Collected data

<<<<

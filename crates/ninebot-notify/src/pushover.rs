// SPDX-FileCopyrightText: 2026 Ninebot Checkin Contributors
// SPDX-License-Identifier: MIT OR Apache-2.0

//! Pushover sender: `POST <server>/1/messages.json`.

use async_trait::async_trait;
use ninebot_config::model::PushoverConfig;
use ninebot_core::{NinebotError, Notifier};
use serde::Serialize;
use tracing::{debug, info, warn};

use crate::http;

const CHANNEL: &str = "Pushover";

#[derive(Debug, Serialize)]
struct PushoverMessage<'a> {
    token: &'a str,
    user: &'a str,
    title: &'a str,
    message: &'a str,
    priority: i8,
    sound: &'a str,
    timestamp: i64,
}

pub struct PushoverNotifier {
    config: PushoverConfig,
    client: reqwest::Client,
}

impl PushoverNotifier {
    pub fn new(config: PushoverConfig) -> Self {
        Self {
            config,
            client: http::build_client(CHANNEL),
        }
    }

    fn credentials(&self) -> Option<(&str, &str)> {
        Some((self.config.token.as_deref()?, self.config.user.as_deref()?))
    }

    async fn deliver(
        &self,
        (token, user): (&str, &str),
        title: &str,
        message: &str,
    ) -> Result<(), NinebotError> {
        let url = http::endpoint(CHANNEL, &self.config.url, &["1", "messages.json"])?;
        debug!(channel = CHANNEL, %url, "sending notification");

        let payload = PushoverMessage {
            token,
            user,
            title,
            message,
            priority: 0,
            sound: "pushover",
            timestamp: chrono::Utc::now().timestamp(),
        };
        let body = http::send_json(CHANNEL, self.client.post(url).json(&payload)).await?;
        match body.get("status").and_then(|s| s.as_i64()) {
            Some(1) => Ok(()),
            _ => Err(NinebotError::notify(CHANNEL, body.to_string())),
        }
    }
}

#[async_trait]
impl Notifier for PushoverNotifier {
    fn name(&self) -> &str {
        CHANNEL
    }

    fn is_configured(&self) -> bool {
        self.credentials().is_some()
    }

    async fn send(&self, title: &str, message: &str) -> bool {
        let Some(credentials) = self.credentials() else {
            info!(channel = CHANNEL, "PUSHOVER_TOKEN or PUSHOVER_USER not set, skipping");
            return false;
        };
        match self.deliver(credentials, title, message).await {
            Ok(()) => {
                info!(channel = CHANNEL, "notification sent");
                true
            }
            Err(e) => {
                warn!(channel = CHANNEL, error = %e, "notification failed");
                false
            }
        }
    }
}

>>>>
<<<<

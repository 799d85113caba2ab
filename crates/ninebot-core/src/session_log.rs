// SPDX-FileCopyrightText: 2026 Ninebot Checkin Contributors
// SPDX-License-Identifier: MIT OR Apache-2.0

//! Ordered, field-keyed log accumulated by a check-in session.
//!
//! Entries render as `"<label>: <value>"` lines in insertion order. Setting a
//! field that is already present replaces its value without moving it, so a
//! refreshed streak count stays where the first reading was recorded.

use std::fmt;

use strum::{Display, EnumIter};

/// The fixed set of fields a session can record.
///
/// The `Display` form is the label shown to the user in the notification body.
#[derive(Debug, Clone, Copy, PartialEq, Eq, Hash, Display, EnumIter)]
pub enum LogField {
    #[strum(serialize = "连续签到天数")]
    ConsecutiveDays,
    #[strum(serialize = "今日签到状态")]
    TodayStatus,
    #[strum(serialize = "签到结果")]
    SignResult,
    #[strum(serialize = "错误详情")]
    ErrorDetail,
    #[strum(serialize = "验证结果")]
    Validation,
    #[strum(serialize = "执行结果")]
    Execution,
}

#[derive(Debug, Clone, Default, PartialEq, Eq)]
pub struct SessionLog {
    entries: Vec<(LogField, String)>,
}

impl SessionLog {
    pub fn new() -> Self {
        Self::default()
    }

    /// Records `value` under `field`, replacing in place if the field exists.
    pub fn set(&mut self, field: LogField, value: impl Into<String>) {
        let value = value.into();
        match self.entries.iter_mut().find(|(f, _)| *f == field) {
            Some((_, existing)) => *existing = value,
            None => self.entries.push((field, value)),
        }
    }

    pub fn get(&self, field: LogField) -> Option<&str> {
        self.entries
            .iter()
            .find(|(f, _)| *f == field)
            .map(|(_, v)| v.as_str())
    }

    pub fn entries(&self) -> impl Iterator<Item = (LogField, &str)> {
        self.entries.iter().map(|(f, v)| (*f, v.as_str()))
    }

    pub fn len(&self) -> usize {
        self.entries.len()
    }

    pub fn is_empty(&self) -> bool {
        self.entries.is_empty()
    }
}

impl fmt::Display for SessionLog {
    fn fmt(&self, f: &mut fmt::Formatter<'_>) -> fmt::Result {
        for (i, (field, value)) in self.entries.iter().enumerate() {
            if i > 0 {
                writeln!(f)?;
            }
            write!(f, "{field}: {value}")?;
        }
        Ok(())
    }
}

>>>>
<<<<

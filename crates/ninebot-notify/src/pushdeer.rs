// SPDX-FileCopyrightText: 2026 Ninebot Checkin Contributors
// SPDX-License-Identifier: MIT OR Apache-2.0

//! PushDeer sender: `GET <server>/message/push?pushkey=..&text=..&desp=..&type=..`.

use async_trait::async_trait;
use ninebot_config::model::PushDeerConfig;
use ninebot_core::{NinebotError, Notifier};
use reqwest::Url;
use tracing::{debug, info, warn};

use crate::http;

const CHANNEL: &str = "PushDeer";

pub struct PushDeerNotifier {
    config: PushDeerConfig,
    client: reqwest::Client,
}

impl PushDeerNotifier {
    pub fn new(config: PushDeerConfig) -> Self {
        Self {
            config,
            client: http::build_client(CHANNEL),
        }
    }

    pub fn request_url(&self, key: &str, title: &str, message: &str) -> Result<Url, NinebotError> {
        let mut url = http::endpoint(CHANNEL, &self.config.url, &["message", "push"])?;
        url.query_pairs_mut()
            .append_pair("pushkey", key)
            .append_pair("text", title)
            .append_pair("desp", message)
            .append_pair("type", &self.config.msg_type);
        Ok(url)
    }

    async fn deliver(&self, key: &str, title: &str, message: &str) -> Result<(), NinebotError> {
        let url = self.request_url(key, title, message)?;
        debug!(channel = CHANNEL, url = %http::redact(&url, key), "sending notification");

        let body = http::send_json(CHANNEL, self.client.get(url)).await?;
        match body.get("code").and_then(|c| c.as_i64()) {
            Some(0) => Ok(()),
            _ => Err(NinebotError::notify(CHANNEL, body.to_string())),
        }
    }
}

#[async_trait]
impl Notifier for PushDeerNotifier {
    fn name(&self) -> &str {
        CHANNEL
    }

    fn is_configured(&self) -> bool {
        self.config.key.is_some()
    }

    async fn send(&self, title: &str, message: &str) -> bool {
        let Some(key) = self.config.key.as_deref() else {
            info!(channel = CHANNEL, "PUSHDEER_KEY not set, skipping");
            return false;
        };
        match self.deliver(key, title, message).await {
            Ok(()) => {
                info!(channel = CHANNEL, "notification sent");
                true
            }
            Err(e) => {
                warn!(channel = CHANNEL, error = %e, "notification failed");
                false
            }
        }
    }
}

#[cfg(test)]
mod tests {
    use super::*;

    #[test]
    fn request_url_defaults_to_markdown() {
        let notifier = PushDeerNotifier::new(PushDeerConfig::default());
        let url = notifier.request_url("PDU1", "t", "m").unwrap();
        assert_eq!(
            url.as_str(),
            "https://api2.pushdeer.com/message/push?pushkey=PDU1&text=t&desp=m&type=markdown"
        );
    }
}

>>>>

### Exercise
Among the records, find each line where the word "deliver" occurs, and copy it.

### Your response
    async fn deliver(
        match self.deliver(credentials, title, message).await {
    async fn deliver(&self, key: &str, title: &str, message: &str) -> Result<(), NinebotError> {
        match self.deliver(key, title, message).await {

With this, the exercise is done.